La Reggia di Quisisana, a Castellammare di Stabia, fu costruita nel XIII secolo dai sovrani angioini come luogo di villeggiatura e di cura, ma fu solo con gli interventi condotti da Carlo III di Borbone tra il 1765 e il 1790 che il palazzo assunse l’aspetto attuale. Il complesso, che rispecchiava l’idea del  “palazzo di caccia e villeggiatura”, ha una struttura ad elle così da godere da un lato di una splendida vista sul golfo e dall’altro di essere meglio collegato a Castellammare.

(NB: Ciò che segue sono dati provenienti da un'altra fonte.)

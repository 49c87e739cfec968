//! Core data model shared by the registry, adapter and bridge
//!
//! - [`SessionId`] - engine-assigned call identifier, validated to the signed 32-bit range
//! - [`PlatformToken`] - native call UI identifier for a call
//! - [`CallLifecycleState`] - the subset of call state needed to pick the next native-UI transition
//! - [`CallSession`] - one tracked call

use std::fmt;

use chrono::{DateTime, Utc};
use serde::{Deserialize, Serialize};
use uuid::Uuid;

use crate::error::{BridgeError, BridgeResult};

/// Engine-assigned identifier of one call session.
///
/// Always non-negative and inside `i32` range. `-1` is the engine's "no session" sentinel
/// and is never a valid `SessionId`.
#[derive(Debug, Clone, Copy, PartialEq, Eq, Hash, PartialOrd, Ord, Serialize, Deserialize)]
#[serde(try_from = "i64", into = "i64")]
pub struct SessionId(i32);

impl SessionId {
    /// Sentinel the engine uses for an unset or invalid session.
    pub const INVALID: i64 = -1;

    /// Validate a raw id coming from the engine or the application.
    pub fn new(raw: i64) -> BridgeResult<Self> {
        if raw < 0 || raw > i64::from(i32::MAX) {
            return Err(BridgeError::validation(
                "sessionId",
                format!("{} is outside 0..={}", raw, i32::MAX),
            ));
        }
        Ok(Self(raw as i32))
    }

    /// Raw value as handed to the engine.
    pub fn get(self) -> i32 {
        self.0
    }
}

impl TryFrom<i64> for SessionId {
    type Error = BridgeError;

    fn try_from(raw: i64) -> Result<Self, Self::Error> {
        Self::new(raw)
    }
}

impl From<SessionId> for i64 {
    fn from(id: SessionId) -> Self {
        i64::from(id.0)
    }
}

impl fmt::Display for SessionId {
    fn fmt(&self, f: &mut fmt::Formatter<'_>) -> fmt::Result {
        write!(f, "{}", self.0)
    }
}

/// Native call UI identifier for one call (a CallKit UUID, or the key of a
/// ConnectionService connection). Never reused across sessions.
#[derive(Debug, Clone, Copy, PartialEq, Eq, Hash, Serialize, Deserialize)]
pub struct PlatformToken(Uuid);

impl PlatformToken {
    /// Allocate a fresh token.
    pub fn new() -> Self {
        Self(Uuid::new_v4())
    }

    /// Wrap a token the OS handed back.
    pub fn from_uuid(uuid: Uuid) -> Self {
        Self(uuid)
    }

    pub fn as_uuid(&self) -> &Uuid {
        &self.0
    }
}

impl Default for PlatformToken {
    fn default() -> Self {
        Self::new()
    }
}

impl fmt::Display for PlatformToken {
    fn fmt(&self, f: &mut fmt::Formatter<'_>) -> fmt::Result {
        write!(f, "{}", self.0)
    }
}

/// Direction of a call. Only outgoing calls are placed through this bridge.
#[derive(Debug, Clone, Copy, PartialEq, Eq, Serialize, Deserialize)]
#[serde(rename_all = "camelCase")]
pub enum CallDirection {
    Outgoing,
}

/// Locally tracked call state.
///
/// Mirrors the engine's own state only as far as needed to decide which native-UI
/// transition is legal next.
#[derive(Debug, Clone, Copy, PartialEq, Eq, Hash, Serialize, Deserialize)]
#[serde(rename_all = "camelCase")]
pub enum CallLifecycleState {
    Dialing,
    Ringing,
    Connected,
    Held,
    Ended,
    Failed,
}

impl CallLifecycleState {
    /// Whether the call is over
    pub fn is_terminal(self) -> bool {
        matches!(self, Self::Ended | Self::Failed)
    }

    /// Whether `self -> next` is a legal transition.
    ///
    /// Re-entering the current state is not a transition; callers treat it as a no-op.
    pub fn can_transition_to(self, next: Self) -> bool {
        use CallLifecycleState::*;
        match (self, next) {
            (from, _) if from.is_terminal() => false,
            (_, Ended | Failed) => true,
            (Dialing, Ringing | Connected) => true,
            (Ringing, Connected) => true,
            (Connected, Held) => true,
            (Held, Connected) => true,
            _ => false,
        }
    }
}

impl fmt::Display for CallLifecycleState {
    fn fmt(&self, f: &mut fmt::Formatter<'_>) -> fmt::Result {
        let name = match self {
            Self::Dialing => "dialing",
            Self::Ringing => "ringing",
            Self::Connected => "connected",
            Self::Held => "held",
            Self::Ended => "ended",
            Self::Failed => "failed",
        };
        f.write_str(name)
    }
}

/// One call known to the signaling layer
#[derive(Debug, Clone, PartialEq, Serialize)]
#[serde(rename_all = "camelCase")]
pub struct CallSession {
    pub session_id: SessionId,
    pub callee: String,
    pub direction: CallDirection,
    /// Fixed when the call is created
    pub has_video: bool,
    pub state: CallLifecycleState,
    pub created_at: DateTime<Utc>,
}

impl CallSession {
    /// A freshly dialed outgoing call
    pub fn outgoing(session_id: SessionId, callee: impl Into<String>, has_video: bool) -> Self {
        Self {
            session_id,
            callee: callee.into(),
            direction: CallDirection::Outgoing,
            has_video,
            state: CallLifecycleState::Dialing,
            created_at: Utc::now(),
        }
    }
}

#[cfg(test)]
mod tests {
    use super::*;

    #[test]
    fn test_session_id_range() {
        assert_eq!(SessionId::new(500).unwrap().get(), 500);
        assert_eq!(SessionId::new(i64::from(i32::MAX)).unwrap().get(), i32::MAX);
        assert!(SessionId::new(0).is_ok());

        assert!(SessionId::new(SessionId::INVALID).is_err());
        assert!(SessionId::new(i64::from(i32::MAX) + 1).is_err());
        assert!(SessionId::new(i64::from(i32::MIN)).is_err());
    }

    #[test]
    fn test_session_id_serde_rejects_out_of_range() {
        let id: SessionId = serde_json::from_str("500").unwrap();
        assert_eq!(id.get(), 500);
        assert_eq!(serde_json::to_string(&id).unwrap(), "500");

        assert!(serde_json::from_str::<SessionId>("-1").is_err());
        assert!(serde_json::from_str::<SessionId>("2147483648").is_err());
    }

    #[test]
    fn test_platform_tokens_are_unique() {
        let a = PlatformToken::new();
        let b = PlatformToken::new();
        assert_ne!(a, b);
        assert_eq!(PlatformToken::from_uuid(*a.as_uuid()), a);
    }

    #[test]
    fn test_lifecycle_transitions() {
        use CallLifecycleState::*;

        assert!(Dialing.can_transition_to(Ringing));
        assert!(Dialing.can_transition_to(Connected));
        assert!(Ringing.can_transition_to(Connected));
        assert!(Connected.can_transition_to(Held));
        assert!(Held.can_transition_to(Connected));
        assert!(Held.can_transition_to(Ended));
        assert!(Dialing.can_transition_to(Failed));

        assert!(!Connected.can_transition_to(Ringing));
        assert!(!Ringing.can_transition_to(Held));
        assert!(!Connected.can_transition_to(Connected));
        assert!(!Ended.can_transition_to(Connected));
        assert!(!Failed.can_transition_to(Ended));
    }
}
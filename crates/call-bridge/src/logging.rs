//! Logging setup
//!
//! The bridge only emits `tracing` events; installing a subscriber is left to the host
//! application. [`setup_logging`] is the stock way to do it, usually driven by the same
//! [`LogLevel`] passed to the engine at initialization.

use std::str::FromStr;

use tracing::Level;
use tracing_subscriber::filter::LevelFilter;
use tracing_subscriber::fmt::format::FmtSpan;
use tracing_subscriber::{fmt, EnvFilter};

use crate::config::LogLevel;
use crate::error::{BridgeError, BridgeResult};

/// Configuration for the logging system
#[derive(Debug, Clone)]
pub struct LoggingConfig {
    /// Maximum level; `OFF` silences the bridge
    pub level: LevelFilter,
    /// Whether to enable JSON formatting
    pub json: bool,
    /// Whether to include file and line information
    pub file_info: bool,
    /// Whether to log span enter/exit
    pub log_spans: bool,
    /// Application name for the welcome line
    pub app_name: String,
}

impl Default for LoggingConfig {
    fn default() -> Self {
        LoggingConfig {
            level: LevelFilter::INFO,
            json: false,
            file_info: false,
            log_spans: false,
            app_name: "sipkit".to_string(),
        }
    }
}

impl LoggingConfig {
    pub fn new(level: Level, app_name: impl Into<String>) -> Self {
        LoggingConfig {
            level: LevelFilter::from_level(level),
            app_name: app_name.into(),
            ..Default::default()
        }
    }

    /// Enable JSON formatting
    pub fn with_json(mut self) -> Self {
        self.json = true;
        self
    }

    /// Enable file and line information in logs
    pub fn with_file_info(mut self) -> Self {
        self.file_info = true;
        self
    }

    /// Enable span logging
    pub fn with_spans(mut self) -> Self {
        self.log_spans = true;
        self
    }
}

impl From<LogLevel> for LoggingConfig {
    fn from(level: LogLevel) -> Self {
        LoggingConfig {
            level: level.tracing_level().map_or(LevelFilter::OFF, LevelFilter::from_level),
            ..Default::default()
        }
    }
}

/// Install the global subscriber.
///
/// `RUST_LOG` directives are honoured on top of `config.level`. Fails if a global subscriber
/// is already set.
pub fn setup_logging(config: LoggingConfig) -> BridgeResult<()> {
    let filter = EnvFilter::from_default_env().add_directive(config.level.into());

    let span_events = if config.log_spans {
        FmtSpan::ACTIVE
    } else {
        FmtSpan::NONE
    };

    let subscriber = fmt::Subscriber::builder()
        .with_env_filter(filter)
        .with_span_events(span_events)
        .with_file(config.file_info)
        .with_line_number(config.file_info);

    let installed = if config.json {
        subscriber.with_writer(std::io::stdout).json().try_init()
    } else {
        subscriber.try_init()
    };
    installed.map_err(|e| BridgeError::config(format!("Logging setup failed: {}", e)))?;

    log_welcome(&config.app_name, crate::VERSION);
    Ok(())
}

/// Parse a log level from a string
pub fn parse_log_level(level: &str) -> BridgeResult<Level> {
    Level::from_str(level).map_err(|_| BridgeError::config(format!("Invalid log level: {}", level)))
}

/// Log a welcome message with version info
pub fn log_welcome(app_name: &str, version: &str) {
    tracing::info!("Starting {} call bridge v{}", app_name, version);
}

#[cfg(test)]
mod tests {
    use super::*;

    #[test]
    fn test_engine_log_level_maps_to_filter() {
        assert_eq!(LoggingConfig::from(LogLevel::None).level, LevelFilter::OFF);
        assert_eq!(LoggingConfig::from(LogLevel::Warning).level, LevelFilter::WARN);
        assert_eq!(LoggingConfig::from(LogLevel::Debug).level, LevelFilter::DEBUG);
    }

    #[test]
    fn test_parse_log_level() {
        assert_eq!(parse_log_level("debug").unwrap(), Level::DEBUG);
        assert_eq!(parse_log_level("WARN").unwrap(), Level::WARN);
        assert!(matches!(parse_log_level("loud"), Err(BridgeError::Config { .. })));
    }

    #[test]
    fn test_builder_flags() {
        let config = LoggingConfig::new(Level::TRACE, "demo").with_json().with_file_info().with_spans();
        assert_eq!(config.level, LevelFilter::TRACE);
        assert!(config.json && config.file_info && config.log_spans);
        assert_eq!(config.app_name, "demo");
    }
}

Nel periodo seguente anche il parco venne riammodernato e ingrandito sui modelli del giardino all’inglese con grandi viali, scale, fontane e giochi d’acqua che sfruttavano scenograficamente sia la ricca vegetazione delle pendici del Faito che le sorgenti d’acqua. La fama del Palazzo era tale da attrarre moltissimi viaggiatori e personalità straniere a soggiornare nell’area e il suo splendore ci è testimoniato dagli acquerelli e dalle incisioni di Hackert e Dahl nonché dalle vedute della Scuola di Posilippo.
Dopo alcuni decenni di abbandono, il palazzo è stato oggetto all’inizio del 2000 di un grande intervento di restauro terminato nel 2009 e che ha restituito l’antico splendore. Oggi il complesso è al centro di un grande progetto di valorizzazione sotto la direzione del Parco Archeologico di Pompei che mira a renderlo sede di un museo dedicato alle ricche ville romane di Castellammare di Stabia e dove saranno esposti i magnifici affreschi e i reperti attualmente conservati all’Antiquarium.
Il palazzo ospiterà anche un grande deposito visitabile per far entrare il pubblico nel “cuore” del museo stesso e al contempo per ospitare i nuovi reperti delle ricerche scientifiche che sono state riavviate nel territorio.

Il sito, attualmente non visitabile, è di proprietà del Comune di Castellammare di Stabia; le funzioni di tutela sono di competenza del Parco Archeologico di Pompei.